Computations of the prospective effects of hypothetical interest rate changes are based on many assumptions, including relative levels of market interest rates, loan prepayments and deposit decay. They should not be relied upon as indicative of actual results. Further, the computations do not contemplate actions that management could take to respond to changes in interest rates. By their nature, these forward-looking choices are only estimates and may be different from what actually may occur in the future.

Based on the results of the sensitivity analysis as of June 30, 2002, the change in net interest income, on a hypothetical rising rate scenario, for the next twelve months was a $1.9 million decrease and the change for the same period, utilizing a hypothetical declining rate scenario, was a decrease of $0.6 million. Both hypothetical rate scenarios consider a gradual change of 150 basis points during the twelve-month period. These estimated changes are within the policy guidelines established by the Board of Directors.

The Corporation maintains an overall interest rate risk management strategy that incorporates the use of derivative instruments to minimize significant unplanned fluctuations in earnings that are caused by interest rate volatility. The Corporation’s goal is to manage interest rate sensitivity by modifying the repricing or maturity characteristics of certain balance sheet assets and liabilities so that the net interest margin is not, on a material basis, adversely affected by movements in interest rates. Derivative instruments that are used, to a limited extent, include interest rate swaps, interest rate forwards and future contracts, interest rate swaptions, foreign exchange contracts, and interest rate caps, floors and put options embedded in interest rate contracts.

As a matter of policy, the Corporation does not use highly leveraged derivative instruments for interest rate risk management. Hedging strategies are developed through analysis of data derived from financial simulation models and other internal and industry sources. The resulting hedging strategies are then incorporated into Popular Inc.’s overall interest rate risk management and trading strategies. These hedging strategies are managed by the Market Risk Committee, composed of members from management, and monitored by the Board’s Risk Management Committee. Refer to Note 6 to the consolidated financial statements for further information on the Corporation’s involvement in derivative instruments and hedging activities.

The Corporation’s trading activities are another source of market risk and are subject to strict guidelines approved by the Board of Directors. Most of the Corporation’s trading activities are limited to the purchase of debt securities for the purpose of selling them in the near term and positioning securities for resale to retail customers. As the trading instruments are recognized at market value, the changes resulting from fluctuations in market prices, interest rates or exchange rates directly affect reported income. In the opinion of management, the size and composition of the trading portfolio as of June 30, 2002 does not represent a potentially significant source of market risk for the Corporation. The Corporation does not participate in any trading activities involving commodity contracts.

The Corporation conducts business in certain Latin American markets through several of its processing and information technology services and products subsidiaries.

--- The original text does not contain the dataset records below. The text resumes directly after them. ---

// Copyright (c) 2026 SpendLens Contributors
// SPDX-License-Identifier: AGPL-3.0

//! Transaction history commands
//!
//! Commands: list

use anyhow::Result;
use chrono::NaiveDate;
use clap::Subcommand;
use colored::Colorize;

use spendlens_core::application::CategorizationService;
use spendlens_core::domain::transaction::{TransactionFilter, TransactionRecord};

use crate::embedded::EmbeddedCategorizer;

#[derive(Subcommand)]
pub enum TransactionsCommand {
    /// List categorized transactions, newest first
    List {
        /// Earliest transaction date (inclusive, YYYY-MM-DD)
        #[arg(long, value_name = "DATE")]
        from: Option<NaiveDate>,

        /// Latest transaction date (inclusive, YYYY-MM-DD)
        #[arg(long, value_name = "DATE")]
        to: Option<NaiveDate>,

        /// Only transactions in this category
        #[arg(long)]
        category: Option<String>,

        /// Maximum number of results
        #[arg(short, long, default_value = "50")]
        limit: usize,

        /// Print results as JSON
        #[arg(long)]
        json: bool,
    },
}

pub async fn handle_command(command: TransactionsCommand, categorizer: &EmbeddedCategorizer) -> Result<()> {
    match command {
        TransactionsCommand::List {
            from,
            to,
            category,
            limit,
            json,
        } => {
            let filter = TransactionFilter {
                start_date: from,
                end_date: to,
                category,
                limit,
            };
            list(filter, json, categorizer).await
        }
    }
}

async fn list(filter: TransactionFilter, json: bool, categorizer: &EmbeddedCategorizer) -> Result<()> {
    let records = categorizer.service().list_transactions(&filter).await?;

    if json {
        println!("{}", serde_json::to_string_pretty(&records)?);
        return Ok(());
    }

    if records.is_empty() {
        println!("{}", "No transactions found".dimmed());
        return Ok(());
    }

    for record in &records {
        print_record(record);
    }
    println!();
    println!("{} transaction(s)", records.len());
    Ok(())
}

fn print_record(record: &TransactionRecord) {
    let txn = &record.transaction;
    println!(
        "{}  {:<24} {:>12} {} {:<7} {:<20} {} ({:.4})",
        txn.transaction_date,
        txn.transaction_id.bold(),
        txn.amount,
        txn.currency,
        txn.transaction_type.as_str(),
        record.category_name.cyan(),
        record.source,
        record.confidence
    );
}
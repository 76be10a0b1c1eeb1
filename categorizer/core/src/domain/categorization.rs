// Copyright (c) 2026 SpendLens Contributors
// SPDX-License-Identifier: AGPL-3.0

use serde::{Deserialize, Serialize};
use std::fmt;
use std::str::FromStr;

/// Which waterfall stage produced a decision
#[derive(Debug, Clone, Copy, PartialEq, Eq, Hash, Serialize, Deserialize)]
#[serde(rename_all = "snake_case")]
pub enum CategorizationSource {
    Rule,
    Mcc,
    MerchantMemory,
    EmbeddingMemory,
    Ai,
    AiFailSafe,
    Unknown,
}

impl CategorizationSource {
    pub fn as_str(&self) -> &'static str {
        match self {
            CategorizationSource::Rule => "rule",
            CategorizationSource::Mcc => "mcc",
            CategorizationSource::MerchantMemory => "merchant_memory",
            CategorizationSource::EmbeddingMemory => "embedding_memory",
            CategorizationSource::Ai => "ai",
            CategorizationSource::AiFailSafe => "ai_fail_safe",
            CategorizationSource::Unknown => "unknown",
        }
    }
}

impl fmt::Display for CategorizationSource {
    fn fmt(&self, f: &mut fmt::Formatter<'_>) -> fmt::Result {
        f.write_str(self.as_str())
    }
}

impl FromStr for CategorizationSource {
    type Err = String;

    fn from_str(s: &str) -> Result<Self, Self::Err> {
        match s {
            "rule" => Ok(Self::Rule),
            "mcc" => Ok(Self::Mcc),
            "merchant_memory" => Ok(Self::MerchantMemory),
            "embedding_memory" => Ok(Self::EmbeddingMemory),
            "ai" => Ok(Self::Ai),
            "ai_fail_safe" => Ok(Self::AiFailSafe),
            "unknown" => Ok(Self::Unknown),
            other => Err(format!("unknown categorization source: {}", other)),
        }
    }
}

/// Certainty score, always within [0, 1]
#[derive(Debug, Clone, Copy, PartialEq, PartialOrd, Default, Serialize, Deserialize)]
#[serde(from = "f64", into = "f64")]
pub struct Confidence(f64);

impl Confidence {
    pub const ZERO: Confidence = Confidence(0.0);

    /// Clamp into [0, 1]; NaN becomes 0
    pub fn new(value: f64) -> Self {
        if value.is_nan() {
            return Self::ZERO;
        }
        Self(value.clamp(0.0, 1.0))
    }

    /// Round to four decimal places (used for similarity scores)
    pub fn rounded(value: f64) -> Self {
        Self::new((value * 10_000.0).round() / 10_000.0)
    }

    pub fn value(&self) -> f64 {
        self.0
    }
}

impl From<f64> for Confidence {
    fn from(value: f64) -> Self {
        Self::new(value)
    }
}

impl From<Confidence> for f64 {
    fn from(confidence: Confidence) -> Self {
        confidence.0
    }
}

impl fmt::Display for Confidence {
    fn fmt(&self, f: &mut fmt::Formatter<'_>) -> fmt::Result {
        write!(f, "{:.4}", self.0)
    }
}

/// Terminal decision of the waterfall, before persistence
#[derive(Debug, Clone, PartialEq)]
pub struct Decision {
    pub category_name: String,
    pub confidence: Confidence,
    pub source: CategorizationSource,
}

impl Decision {
    pub fn new(category_name: impl Into<String>, confidence: Confidence, source: CategorizationSource) -> Self {
        Self {
            category_name: category_name.into(),
            confidence,
            source,
        }
    }
}

/// Output of one categorize-and-persist call
#[derive(Debug, Clone, PartialEq, Serialize, Deserialize)]
pub struct CategorizationResult {
    pub transaction_id: String,
    pub clean_description: String,
    pub category_name: String,
    pub confidence: Confidence,
    pub source: CategorizationSource,
}

impl CategorizationResult {
    pub fn from_decision(transaction_id: impl Into<String>, clean_description: impl Into<String>, decision: Decision) -> Self {
        Self {
            transaction_id: transaction_id.into(),
            clean_description: clean_description.into(),
            category_name: decision.category_name,
            confidence: decision.confidence,
            source: decision.source,
        }
    }
}
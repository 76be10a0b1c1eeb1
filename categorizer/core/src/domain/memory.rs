// Copyright (c) 2026 SpendLens Contributors
// SPDX-License-Identifier: AGPL-3.0
//! # Learned Memory Entries
//!
//! The two caches filled by the learning loop:
//!
//! | Cache | Key | Read by | Updated on hit |
//! |-------|-----|---------|----------------|
//! | Merchant memory | [`MerchantKey`] | merchant-cache stage | yes (usage count, last seen) |
//! | Embedding memory | exact pattern text | similarity stage | no |
//!
//! Neither cache is ever deleted from by the categorizer.

use chrono::{DateTime, Utc};
use serde::{Deserialize, Serialize};
use std::fmt;

use crate::domain::categorization::{CategorizationSource, Confidence};
use crate::domain::normalizer::normalize;

/// Keys shorter than this are never promoted into merchant memory
pub const MIN_LEARNABLE_KEY_LEN: usize = 3;

/// Source tag stored on merchant entries created from AI decisions
pub const AI_LEARNED_SOURCE: &str = "ai_learned";

/// Confidence stored on every merchant entry learned from an AI decision
pub const LEARNED_MERCHANT_CONFIDENCE: f64 = 0.90;

/// Normalized merchant/beneficiary name with all spaces removed.
///
/// Derivation is a pure function of the normalized text, so the same
/// merchant always collides to the same key.
#[derive(Debug, Clone, PartialEq, Eq, Hash, PartialOrd, Ord, Serialize, Deserialize)]
#[serde(transparent)]
pub struct MerchantKey(String);

impl MerchantKey {
    pub fn derive(name: &str) -> Self {
        Self(normalize(name).replace(' ', ""))
    }

    /// Wrap a key read back from storage without re-deriving it
    pub fn from_stored(key: impl Into<String>) -> Self {
        Self(key.into())
    }

    pub fn as_str(&self) -> &str {
        &self.0
    }

    pub fn is_empty(&self) -> bool {
        self.0.is_empty()
    }

    pub fn is_learnable(&self) -> bool {
        self.0.chars().count() >= MIN_LEARNABLE_KEY_LEN
    }
}

impl fmt::Display for MerchantKey {
    fn fmt(&self, f: &mut fmt::Formatter<'_>) -> fmt::Result {
        f.write_str(&self.0)
    }
}

/// Category recalled from merchant memory
#[derive(Debug, Clone, PartialEq)]
pub struct MerchantMatch {
    pub category_name: String,
    pub confidence: Confidence,
}

#[derive(Debug, Clone, PartialEq, Serialize, Deserialize)]
pub struct MerchantMemoryEntry {
    pub merchant_key: MerchantKey,
    pub display_name: String,
    pub category_name: String,
    pub confidence: Confidence,
    pub source: String,
    pub first_seen: DateTime<Utc>,
    pub last_seen: DateTime<Utc>,
    pub usage_count: u64,
}

impl MerchantMemoryEntry {
    /// Entry learned from a trusted AI decision
    pub fn learned(
        merchant_key: MerchantKey,
        display_name: impl Into<String>,
        category_name: impl Into<String>,
        confidence: Confidence,
        now: DateTime<Utc>,
    ) -> Self {
        Self {
            merchant_key,
            display_name: display_name.into(),
            category_name: category_name.into(),
            confidence,
            source: AI_LEARNED_SOURCE.to_string(),
            first_seen: now,
            last_seen: now,
            usage_count: 1,
        }
    }

    pub fn as_match(&self) -> MerchantMatch {
        MerchantMatch {
            category_name: self.category_name.clone(),
            confidence: self.confidence,
        }
    }

    /// Record a cache hit
    pub fn touch(&mut self, at: DateTime<Utc>) {
        self.usage_count += 1;
        self.last_seen = at;
    }
}

#[derive(Debug, Clone, PartialEq, Serialize, Deserialize)]
pub struct EmbeddingMemoryEntry {
    /// Exact normalized description; acts as the dedup key
    pub pattern_text: String,
    pub category_name: String,
    pub embedding: Vec<f32>,
    pub usage_count: u64,
    pub first_seen: DateTime<Utc>,
    pub last_seen: DateTime<Utc>,
}

impl EmbeddingMemoryEntry {
    pub fn learned(
        pattern_text: impl Into<String>,
        category_name: impl Into<String>,
        embedding: Vec<f32>,
        now: DateTime<Utc>,
    ) -> Self {
        Self {
            pattern_text: pattern_text.into(),
            category_name: category_name.into(),
            embedding,
            usage_count: 1,
            first_seen: now,
            last_seen: now,
        }
    }

    pub fn dimensions(&self) -> usize {
        self.embedding.len()
    }
}

/// Row returned by an embedding-memory scan
#[derive(Debug, Clone, PartialEq)]
pub struct StoredEmbedding {
    pub category_name: String,
    pub embedding: Vec<f32>,
}

/// Whether a decision may be promoted into the caches
pub fn is_promotable(source: CategorizationSource, confidence: Confidence, threshold: f64) -> bool {
    source == CategorizationSource::Ai && confidence.value() >= threshold
}
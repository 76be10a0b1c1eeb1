// Copyright (c) 2026 SpendLens Contributors
// SPDX-License-Identifier: AGPL-3.0
//! # PostgreSQL Connection Pool
//!
//! Wraps `sqlx::postgres::PgPool` in a thin `Database` newtype that is
//! injected into [`PostgresCategorizationStore`](super::repositories::PostgresCategorizationStore),
//! and owns the schema bootstrap.
//!
//! The unique constraints on `merchant_category_memory.merchant_key`,
//! `embedding_memory.pattern_text` and `transactions.transaction_id` are
//! what make concurrent promotions safe; do not drop them.

use anyhow::Result;
use sqlx::postgres::{PgPool, PgPoolOptions};
use tracing::info;

use crate::domain::category::{Category, MccEntry};
use crate::domain::repository::RepositoryError;

const SCHEMA: &[&str] = &[
    r#"
    CREATE TABLE IF NOT EXISTS categories (
        id BIGSERIAL PRIMARY KEY,
        category_name TEXT NOT NULL UNIQUE,
        description TEXT NOT NULL DEFAULT ''
    )
    "#,
    r#"
    CREATE TABLE IF NOT EXISTS mcc_category_map (
        mcc TEXT PRIMARY KEY,
        category_name TEXT NOT NULL
    )
    "#,
    r#"
    CREATE TABLE IF NOT EXISTS merchant_category_memory (
        merchant_key TEXT PRIMARY KEY,
        merchant_display_name TEXT NOT NULL,
        category_name TEXT NOT NULL,
        confidence DOUBLE PRECISION NOT NULL,
        source TEXT NOT NULL,
        first_seen TIMESTAMPTZ NOT NULL,
        last_seen TIMESTAMPTZ NOT NULL,
        usage_count BIGINT NOT NULL DEFAULT 1
    )
    "#,
    r#"
    CREATE TABLE IF NOT EXISTS embedding_memory (
        id BIGSERIAL PRIMARY KEY,
        pattern_text TEXT NOT NULL UNIQUE,
        category_name TEXT NOT NULL,
        embedding REAL[] NOT NULL,
        usage_count BIGINT NOT NULL DEFAULT 1,
        first_seen TIMESTAMPTZ NOT NULL,
        last_seen TIMESTAMPTZ NOT NULL
    )
    "#,
    r#"
    CREATE TABLE IF NOT EXISTS transactions (
        seq BIGSERIAL,
        transaction_id TEXT PRIMARY KEY,
        account_id TEXT NOT NULL,
        account_name TEXT,
        transaction_date DATE NOT NULL,
        amount NUMERIC NOT NULL,
        currency TEXT NOT NULL,
        transaction_type TEXT NOT NULL,
        beneficiary_name TEXT,
        remarks TEXT,
        merchant_name TEXT,
        mcc TEXT,
        mode TEXT NOT NULL,
        raw_description TEXT,
        clean_description TEXT NOT NULL,
        category_name TEXT NOT NULL,
        confidence DOUBLE PRECISION NOT NULL,
        source TEXT NOT NULL,
        created_at TIMESTAMPTZ NOT NULL DEFAULT now()
    )
    "#,
    "CREATE INDEX IF NOT EXISTS idx_transactions_date ON transactions (transaction_date DESC)",
    "CREATE INDEX IF NOT EXISTS idx_transactions_category ON transactions (category_name)",
];

#[derive(Clone)]
pub struct Database {
    pool: PgPool,
}

impl Database {
    pub async fn new(connection_string: &str, max_connections: u32) -> Result<Self> {
        let pool = PgPoolOptions::new()
            .max_connections(max_connections)
            .connect(connection_string)
            .await?;

        Ok(Self { pool })
    }

    pub fn get_pool(&self) -> &PgPool {
        &self.pool
    }

    /// Create tables and indexes that do not exist yet
    pub async fn migrate(&self) -> Result<(), RepositoryError> {
        for statement in SCHEMA {
            sqlx::query(statement).execute(&self.pool).await?;
        }
        info!("Database schema ready");
        Ok(())
    }

    /// Insert reference rows that are missing; existing rows are left alone
    pub async fn seed_reference(&self, categories: &[Category], mcc: &[MccEntry]) -> Result<(), RepositoryError> {
        let mut tx = self.pool.begin().await?;
        for category in categories {
            sqlx::query(
                r#"
                INSERT INTO categories (category_name, description)
                VALUES ($1, $2)
                ON CONFLICT (category_name) DO NOTHING
                "#,
            )
            .bind(&category.name)
            .bind(&category.description)
            .execute(&mut *tx)
            .await?;
        }
        for entry in mcc {
            sqlx::query(
                r#"
                INSERT INTO mcc_category_map (mcc, category_name)
                VALUES ($1, $2)
                ON CONFLICT (mcc) DO NOTHING
                "#,
            )
            .bind(&entry.mcc)
            .bind(&entry.category_name)
            .execute(&mut *tx)
            .await?;
        }
        tx.commit().await?;
        info!(categories = categories.len(), mcc_codes = mcc.len(), "Reference data seeded");
        Ok(())
    }
}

Also, it holds an interest in Consorcio de Tarjetas Dominicanas, S.A. and Centro Financiero BHD, S.A. in the Dominican Republic. Although not significant, some of these businesses are conducted in the country’s particular foreign currency. However, management does not expect future exchange volatility between the U.S. dollar and the particular foreign currency to affect significantly the value of the Corporation’s investment in these companies.

LIQUIDITY

Liquidity refers to the ability to fund current operations, including the cash flow requirements of depositors and borrowers as well as future growth. This can be accomplished by generating profits, attracting new depositors, converting assets to cash through sales or securitizations and increasing borrowings. The Corporation utilizes various sources of funding to help ensure that adequate levels of liquidity are always available.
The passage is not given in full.